Chicken pox on the back of a young boy's neck
blackjake / Getty Images

Rashes are a common reason that parents bring their children to their pediatrician.

Unfortunately, it isn't always easy to know what is causing these skin rashes or how to treat them.

Basic Treatments for Rashes

Not surprisingly, parents often follow the simple advice that medical students learn as a "pearl" in medical school, which is that:

  • If a rash is dry, make it wet.
  • If a rash is wet, dry it out.
  • And if nothing else is working, put a steroid on it.

Although these treatments sometimes work, it is more likely because many rashes are temporary and go away on their own, instead of your treatment actually working. For example, the ringworm rashes often appear dry, but a moisturizer (making it wet) won't make it go away. And a steroid will likely make a ringworm infection much worse.
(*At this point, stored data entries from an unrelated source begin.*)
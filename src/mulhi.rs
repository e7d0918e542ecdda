//! High half of double-width products.
//!
//! Every multiply-based kernel needs `(x * y) >> W` computed in full
//! `2W`-bit precision.  Up to 32 bits that's a plain widening
//! multiplication; for 64 bits we either widen to 128 bits or build the
//! product out of four 32x32 partial products.

/// Returns the high `W` bits of the exact `2W`-bit product.
pub trait MulHi: Copy {
    #[must_use]
    fn mulhi(self, other: Self) -> Self;
}

impl MulHi for u16 {
    #[inline]
    fn mulhi(self, other: u16) -> u16 {
        ((u32::from(self) * u32::from(other)) >> 16) as u16
    }
}

impl MulHi for u32 {
    #[inline]
    fn mulhi(self, other: u32) -> u32 {
        ((u64::from(self) * u64::from(other)) >> 32) as u32
    }
}

impl MulHi for u64 {
    #[inline]
    #[cfg(all(target_pointer_width = "64", not(feature = "emulated-mulhi")))]
    fn mulhi(self, other: u64) -> u64 {
        mulhi_u64_widening(self, other)
    }

    #[inline]
    #[cfg(not(all(target_pointer_width = "64", not(feature = "emulated-mulhi"))))]
    fn mulhi(self, other: u64) -> u64 {
        mulhi_u64_emulated(self, other)
    }
}

impl MulHi for i16 {
    #[inline]
    fn mulhi(self, other: i16) -> i16 {
        ((i32::from(self) * i32::from(other)) >> 16) as i16
    }
}

impl MulHi for i32 {
    #[inline]
    fn mulhi(self, other: i32) -> i32 {
        ((i64::from(self) * i64::from(other)) >> 32) as i32
    }
}

impl MulHi for i64 {
    #[inline]
    #[cfg(all(target_pointer_width = "64", not(feature = "emulated-mulhi")))]
    fn mulhi(self, other: i64) -> i64 {
        mulhi_i64_widening(self, other)
    }

    #[inline]
    #[cfg(not(all(target_pointer_width = "64", not(feature = "emulated-mulhi"))))]
    fn mulhi(self, other: i64) -> i64 {
        mulhi_i64_emulated(self, other)
    }
}

/// Computes the high half of `x * y` with a native 128-bit product.
#[inline]
#[must_use]
pub fn mulhi_u64_widening(x: u64, y: u64) -> u64 {
    ((u128::from(x) * u128::from(y)) >> 64) as u64
}

/// Computes the high half of `x * y` from four 32x32 -> 64 partial
/// products, without any 128-bit arithmetic.
#[inline]
#[must_use]
pub fn mulhi_u64_emulated(x: u64, y: u64) -> u64 {
    const LO: u64 = 0xFFFF_FFFF;

    let (x_lo, x_hi) = (x & LO, x >> 32);
    let (y_lo, y_hi) = (y & LO, y >> 32);

    let lo_lo = x_lo * y_lo;
    let hi_lo = x_hi * y_lo;
    let lo_hi = x_lo * y_hi;
    let hi_hi = x_hi * y_hi;

    // (2^32 - 1) + (2^32 - 1) + (2^32 - 1)^2 == 2^64 - 1: the middle
    // column can't overflow.
    let middle = (lo_lo >> 32) + (hi_lo & LO) + lo_hi;

    hi_hi + (hi_lo >> 32) + (middle >> 32)
}

/// Computes the signed high half of `x * y` with a native 128-bit product.
#[inline]
#[must_use]
pub fn mulhi_i64_widening(x: i64, y: i64) -> i64 {
    ((i128::from(x) * i128::from(y)) >> 64) as i64
}

/// Computes the signed high half of `x * y` on top of the unsigned
/// emulation.
///
/// Reading a negative operand as unsigned adds `2^64` to it, which adds
/// the other operand to the high half of the product; subtract those
/// terms back out (selected with sign masks rather than branches).
#[inline]
#[must_use]
pub fn mulhi_i64_emulated(x: i64, y: i64) -> i64 {
    let hi = mulhi_u64_emulated(x as u64, y as u64);
    let x_fix = ((x >> 63) & y) as u64;
    let y_fix = ((y >> 63) & x) as u64;

    hi.wrapping_sub(x_fix).wrapping_sub(y_fix) as i64
}
//! Integer division by divisors that are only known at runtime, but stay
//! fixed across many divisions.
//!
//! Constructing a divisor plan (`U32Divisor::new(d)`, `I64Divisor::new(d)`,
//! ...) picks a strategy for `d` once: identity, a shift, a multiply-high
//! by a precomputed magic number followed by a shift (with an optional
//! one-step correction), or a single comparison for the largest divisors.
//! Applying the plan never issues a hardware divide.
//!
//! ```
//! use magicdiv::{I32Divisor, U64Divisor};
//!
//! let buckets = U64Divisor::new(1_000_003).unwrap();
//! assert_eq!(buckets.modulo(u64::MAX), u64::MAX % 1_000_003);
//!
//! let by_minus_3 = I32Divisor::new(-3).unwrap();
//! assert_eq!(by_minus_3.div_rem(-10), (3, -1));
//! ```
//!
//! All kernels use wrapping arithmetic and match the native truncating
//! `wrapping_div`/`wrapping_rem`; the only failure is constructing a plan
//! for 0.

pub mod bits;
mod error;
pub mod magic;
pub mod mulhi;
mod signed;
mod strategy;
mod tables;
mod unsigned;

pub use error::DivisorError;
pub use signed::{I16Divisor, I32Divisor, I64Divisor};
pub use strategy::{SignedStrategy, UnsignedStrategy};
pub use unsigned::{U16Divisor, U32Divisor, U64Divisor};

/// Operations shared by every divisor plan.
pub trait Divisor: Copy {
    /// The integer type this plan divides.
    type Int: Copy;

    /// The divisor the plan was built for.
    fn divisor(&self) -> Self::Int;

    /// Computes `value / divisor`, truncated toward zero.
    fn divide(&self, value: Self::Int) -> Self::Int;

    /// Computes `value % divisor`, with the sign of `value`.
    fn modulo(&self, value: Self::Int) -> Self::Int;

    /// Computes the quotient and the remainder, in that order.
    fn div_rem(&self, value: Self::Int) -> (Self::Int, Self::Int);
}

/// Floor operations on unsigned plans.
pub trait UnsignedDivisor: Divisor {
    /// The largest multiple of the divisor that is at most `value`.
    fn floor(&self, value: Self::Int) -> Self::Int;

    /// `(value - floor(value), floor(value))`.
    fn floor_rem(&self, value: Self::Int) -> (Self::Int, Self::Int);
}

/// Magnitude-floor operations on signed plans.
pub trait SignedDivisor: Divisor {
    /// The multiple of the divisor with the largest magnitude not exceeding
    /// `|value|`, carrying the sign of `value`.
    fn abs_floor(&self, value: Self::Int) -> Self::Int;

    /// `(value - abs_floor(value), abs_floor(value))`.
    fn abs_floor_rem(&self, value: Self::Int) -> (Self::Int, Self::Int);
}
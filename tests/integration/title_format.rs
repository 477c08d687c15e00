use chrono::NaiveDate;
use notestencil::title::{format_title, quarter_of, week_of_year, weekday_name};

fn date(y: i32, m: u32, d: u32) -> NaiveDate {
    NaiveDate::from_ymd_opt(y, m, d).unwrap()
}

#[test]
fn empty_format_yields_empty_name() {
    assert_eq!(format_title("", date(2024, 3, 15)), "");
}

#[test]
fn unknown_tokens_pass_through_unchanged() {
    let now = date(2024, 3, 15);
    assert_eq!(format_title("{{unknown}}", now), "{{unknown}}");
    assert_eq!(format_title("{{year}}-{{unknown}}", now), "2024-{{unknown}}");
}

#[test]
fn year_month_day_equals_date() {
    let now = date(2024, 3, 15);
    assert_eq!(
        format_title("{{year}}-{{month}}-{{day}}", now),
        format_title("{{date}}", now)
    );
}

#[test]
fn date_token_expands_zero_padded() {
    assert_eq!(format_title("{{date}}-note", date(2024, 3, 15)), "2024-03-15-note");
    assert_eq!(format_title("{{month}}/{{day}}", date(2024, 1, 2)), "01/02");
}

#[test]
fn every_occurrence_is_replaced() {
    assert_eq!(format_title("{{day}} and {{day}}", date(2024, 3, 5)), "05 and 05");
}

#[test]
fn quarters_follow_the_calendar() {
    assert_eq!(quarter_of(date(2024, 1, 10)), 1);
    assert_eq!(quarter_of(date(2024, 3, 31)), 1);
    assert_eq!(quarter_of(date(2024, 4, 1)), 2);
    assert_eq!(quarter_of(date(2024, 9, 30)), 3);
    assert_eq!(quarter_of(date(2024, 12, 25)), 4);
}

#[test]
fn week_of_year_counts_from_january_first() {
    // 2024-01-01 is a Monday: offset 1, ceil(2 / 7) = 1.
    assert_eq!(week_of_year(date(2024, 1, 1)), 1);
    assert_eq!(format_title("{{week}}", date(2024, 1, 1)), "01");
    // Day 75 + offset 1 = 76, ceil(76 / 7) = 11.
    assert_eq!(week_of_year(date(2024, 3, 15)), 11);
    // 2023-01-01 is a Sunday: offset 0, week of Dec 31 = ceil(365 / 7) = 53.
    assert_eq!(week_of_year(date(2023, 12, 31)), 53);
}

#[test]
fn weekday_names_are_sunday_indexed() {
    assert_eq!(weekday_name(date(2024, 3, 15)), "Friday");
    assert_eq!(weekday_name(date(2024, 3, 17)), "Sunday");
    assert_eq!(format_title("{{weekday}}", date(2024, 3, 16)), "Saturday");
}
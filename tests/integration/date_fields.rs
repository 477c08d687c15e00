use super::VaultFixture;
use anyhow::Result;
use notestencil::frontmatter::date_field_candidates;

const TEMPLATE: &str = "---\ntitle: Weekly review\ntags:\n  - review\naliases:\n  - weekly\ncssclasses:\n  - wide\ncreated: 2020-01-01\ndue: someday\n---\n# Review\n";

#[test]
fn resolver_excludes_exactly_the_blocklist() {
    let candidates = date_field_candidates(TEMPLATE);
    let keys: Vec<&str> = candidates.keys().map(String::as_str).collect();
    assert_eq!(keys, vec!["created", "due", "title"]);
    assert!(candidates.values().all(|enabled| !enabled));
}

#[test]
fn notes_without_front_matter_have_no_candidates() {
    assert!(date_field_candidates("# Just a heading\n").is_empty());
}

#[test]
fn toggles_overlay_stored_selections_on_the_candidates() -> Result<()> {
    let vault = VaultFixture::new();
    vault.write("Templates/Review.md", TEMPLATE);

    let mut plugin = vault.plugin_with_folder("Templates");
    plugin.rescan()?;
    plugin.set_date_field("Templates/Review.md", "created", true)?;

    let toggles = plugin.date_field_toggles("Templates/Review.md")?;
    assert_eq!(toggles.get("created"), Some(&true));
    assert_eq!(toggles.get("due"), Some(&false));
    assert_eq!(toggles.get("title"), Some(&false));
    assert!(!toggles.contains_key("tags"));
    Ok(())
}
Better Treatments for Rashes

Treatments for rashes work much better when you actually know what is causing the rash.

These disease-specific treatments might include a moisturizer for dry skin, steroid for eczema, antifungal cream for ringworm, or anti-itch medications for chicken pox, etc.

Other common, and some not so common rashes that kids get include:

  • Acanthosis nigricans
  • Acne
  • Acrodermatitis
  • Baby Acne
  • Cafe-au-lait spots
  • Chiggers
  • Cradle Cap
  • Diaper Rashes
  • Eczema
  • Fifth Disease
  • Folliculitis
  • Hand, foot, and mouth disease
  • Heat Rash
  • Hives
  • Impetigo
  • Keratosis Pilaris
  • Lyme disease (erythema migrans)
  • Molluscum contagiosum
  • Nummular eczema
  • Perioral dermatitis (lip lickers dermatitis)
  • Pityriasis alba
  • Pityriasis rosea
  • Pityriasis rubra
  • Poison Ivy
  • Rocky Mountain Spotted Fever
  • Roseola
  • Scabies
  • Scarlet Fever
  • Shingles
  • Sunburn
  • Tinea versicolor
  • Warts

Whether they are caused by a viral, bacterial, or fungal infection or an allergic reaction or some other condition, it helps to know which rash you have before you start treatment.